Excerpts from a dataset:
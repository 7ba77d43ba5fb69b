//! Feeding raw paths from a source into a tree

use tracing::trace;

use crate::exclude::ExclusionSet;

use super::node::PathTree;

/// Receiver for raw path strings discovered by a source adapter.
///
/// Adapters call `add_path` once per entry, in whatever order they find them.
pub trait PathSink {
    fn add_path(&mut self, raw: &str);
}

impl PathSink for Vec<String> {
    fn add_path(&mut self, raw: &str) {
        self.push(raw.to_string());
    }
}

/// Builds a [`PathTree`] for one input, applying a fixed exclusion set.
pub struct TreeBuilder<'a> {
    tree: PathTree,
    exclusions: &'a ExclusionSet,
    added: usize,
}

impl<'a> TreeBuilder<'a> {
    pub fn new(exclusions: &'a ExclusionSet) -> Self {
        Self {
            tree: PathTree::new(),
            exclusions,
            added: 0,
        }
    }

    /// Number of raw paths received so far.
    pub fn added(&self) -> usize {
        self.added
    }

    /// Sort and hand over the finished tree.
    pub fn finish(self) -> PathTree {
        let mut tree = self.tree;
        tree.sort();
        tree
    }
}

impl PathSink for TreeBuilder<'_> {
    fn add_path(&mut self, raw: &str) {
        trace!(path = raw, "adding path");
        self.added += 1;
        self.tree.add_path(raw, self.exclusions);
    }
}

**What the task requires:**
All lines in the preceding records that hold the word "trace" need to be copied.

**Reply to the task:**
use tracing::trace;
        trace!(path = raw, "adding path");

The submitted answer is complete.